■ Task details
What is the number of lines in the records that contain "Default"? Give only that number.
[Source data — start]
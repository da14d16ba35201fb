use serde::{Deserialize, Serialize};

/// One partial close of a position: its reward multiple, the share of the
/// position it closed, and the profit attributed to it.
#[derive(Debug, Clone, PartialEq, Serialize, Deserialize)]
pub struct CloseFill {
    pub rrr: f64,
    pub percent: f64,
    pub profit: f64,
}

/// Explains how a trade's `profit_loss` was derived. Informational only:
/// the stored `profit_loss` is never re-derived from it.
///
/// Stored as tagged JSON in the `breakdown` TEXT column.
#[derive(Debug, Clone, PartialEq, Serialize, Deserialize)]
#[serde(tag = "kind", rename_all = "snake_case")]
pub enum Breakdown {
    /// Full stop-out at -1R.
    Loss { risk_amount: f64 },
    /// First close banked a partial win, the remainder stopped out.
    BreakEven {
        first_part: f64,
        runner_part: f64,
        first_close_rrr: f64,
        first_close_percent: f64,
    },
    /// First close plus a profitable runner.
    Win {
        first_part: f64,
        runner_part: f64,
        first_close_rrr: f64,
        first_close_percent: f64,
        runner_close_rrr: f64,
    },
    /// Multiple take-profit levels, profits derived from reward multiples.
    MultiTpAuto {
        closes: Vec<CloseFill>,
        total_percent: f64,
    },
    /// Multiple take-profit levels, profits entered by the operator.
    MultiTpManual {
        closes: Vec<CloseFill>,
        total_percent: f64,
    },
    /// Manual mode: realized amount entered directly.
    ManualDirect { amount: f64 },
}

impl Breakdown {
    /// Realized reward multiple of the runner portion, when the breakdown
    /// records one. Multi-TP trades treat the last close as the runner.
    pub fn runner_multiple(&self) -> Option<f64> {
        match self {
            Breakdown::Win {
                runner_close_rrr, ..
            } => Some(*runner_close_rrr),
            Breakdown::MultiTpAuto { closes, .. } | Breakdown::MultiTpManual { closes, .. } => {
                closes.last().map(|c| c.rrr)
            }
            _ => None,
        }
    }
}
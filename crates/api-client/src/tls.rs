//! TLS material for server verification and client identity.
//!
//! Certificates and keys may come from files or inline PEM strings. All
//! material is loaded and parsed when the configuration is built, so
//! malformed input fails construction rather than the first handshake.

use std::path::PathBuf;

use tracing::debug;

use crate::error::{Error, Result};

/// Where a piece of PEM material comes from.
#[derive(Debug, Clone, PartialEq, Eq)]
pub enum PemSource {
    /// Read from a file at build time.
    File(PathBuf),
    /// Inline PEM text.
    Inline(String),
}

impl PemSource {
    fn describe(&self) -> String {
        match self {
            PemSource::File(path) => format!("file {}", path.display()),
            PemSource::Inline(_) => "inline string".to_string(),
        }
    }

    fn load(&self, what: &str) -> Result<Vec<u8>> {
        match self {
            PemSource::File(path) => {
                debug!(path = %path.display(), "Reading {}", what);
                std::fs::read(path).map_err(|e| {
                    Error::with_source(
                        crate::error::ErrorKind::Configuration(format!(
                            "could not read {} {}: {}",
                            what,
                            path.display(),
                            e
                        )),
                        e,
                    )
                })
            }
            PemSource::Inline(pem) => Ok(pem.as_bytes().to_vec()),
        }
    }
}

/// Unparsed TLS options as supplied by the caller.
#[derive(Debug, Clone, Default)]
pub struct TlsOptions {
    /// Skip server certificate verification.
    pub insecure_skip_verify: bool,
    /// Client certificate and private key for mutual TLS.
    pub client_identity: Option<(PemSource, PemSource)>,
    /// Trusted root CA bundle replacing the built-in roots.
    pub root_ca: Option<PemSource>,
}

/// Parsed TLS material ready to be applied to the HTTP client.
#[derive(Clone, Default)]
pub struct TlsSettings {
    pub(crate) insecure_skip_verify: bool,
    pub(crate) identity: Option<reqwest::Identity>,
    pub(crate) root_certs: Vec<reqwest::Certificate>,
}

impl std::fmt::Debug for TlsSettings {
    fn fmt(&self, f: &mut std::fmt::Formatter<'_>) -> std::fmt::Result {
        f.debug_struct("TlsSettings")
            .field("insecure_skip_verify", &self.insecure_skip_verify)
            .field("client_identity", &self.identity.as_ref().map(|_| "[REDACTED]"))
            .field("root_certs", &self.root_certs.len())
            .finish()
    }
}

impl TlsSettings {
    /// Load and parse the configured material.
    pub fn load(options: &TlsOptions) -> Result<Self> {
        let identity = match &options.client_identity {
            Some((cert, key)) => Some(load_identity(cert, key)?),
            None => None,
        };

        let root_certs = match &options.root_ca {
            Some(source) => load_root_ca(source)?,
            None => Vec::new(),
        };

        Ok(Self {
            insecure_skip_verify: options.insecure_skip_verify,
            identity,
            root_certs,
        })
    }

    /// Whether a client certificate is configured.
    pub fn has_client_identity(&self) -> bool {
        self.identity.is_some()
    }

    /// Number of trusted root certificates replacing the built-in roots.
    pub fn root_cert_count(&self) -> usize {
        self.root_certs.len()
    }

    /// Apply the settings to a reqwest client builder.
    pub(crate) fn apply(&self, mut builder: reqwest::ClientBuilder) -> reqwest::ClientBuilder {
        builder = builder.danger_accept_invalid_certs(self.insecure_skip_verify);

        if let Some(identity) = &self.identity {
            builder = builder.identity(identity.clone());
        }

        if !self.root_certs.is_empty() {
            builder = builder.tls_built_in_root_certs(false);
            for cert in &self.root_certs {
                builder = builder.add_root_certificate(cert.clone());
            }
        }

        builder
    }
}

fn load_identity(cert: &PemSource, key: &PemSource) -> Result<reqwest::Identity> {
    let mut pem = key.load("client key")?;
    pem.push(b'\n');
    pem.extend(cert.load("client certificate")?);

    reqwest::Identity::from_pem(&pem).map_err(|e| {
        Error::with_source(
            crate::error::ErrorKind::Configuration(format!(
                "invalid client certificate/key pair ({} / {}): {}",
                cert.describe(),
                key.describe(),
                e
            )),
            e,
        )
    })
}

fn load_root_ca(source: &PemSource) -> Result<Vec<reqwest::Certificate>> {
    let pem = source.load("root CA")?;
    let certs = reqwest::Certificate::from_pem_bundle(&pem).map_err(|e| {
        Error::with_source(
            crate::error::ErrorKind::Configuration(format!(
                "invalid root CA material ({}): {}",
                source.describe(),
                e
            )),
            e,
        )
    })?;

    if certs.is_empty() {
        return Err(Error::config(format!(
            "failed to append root CA certificate from {}",
            source.describe()
        )));
    }

    Ok(certs)
}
[Source data — finish]
■ Task solution
2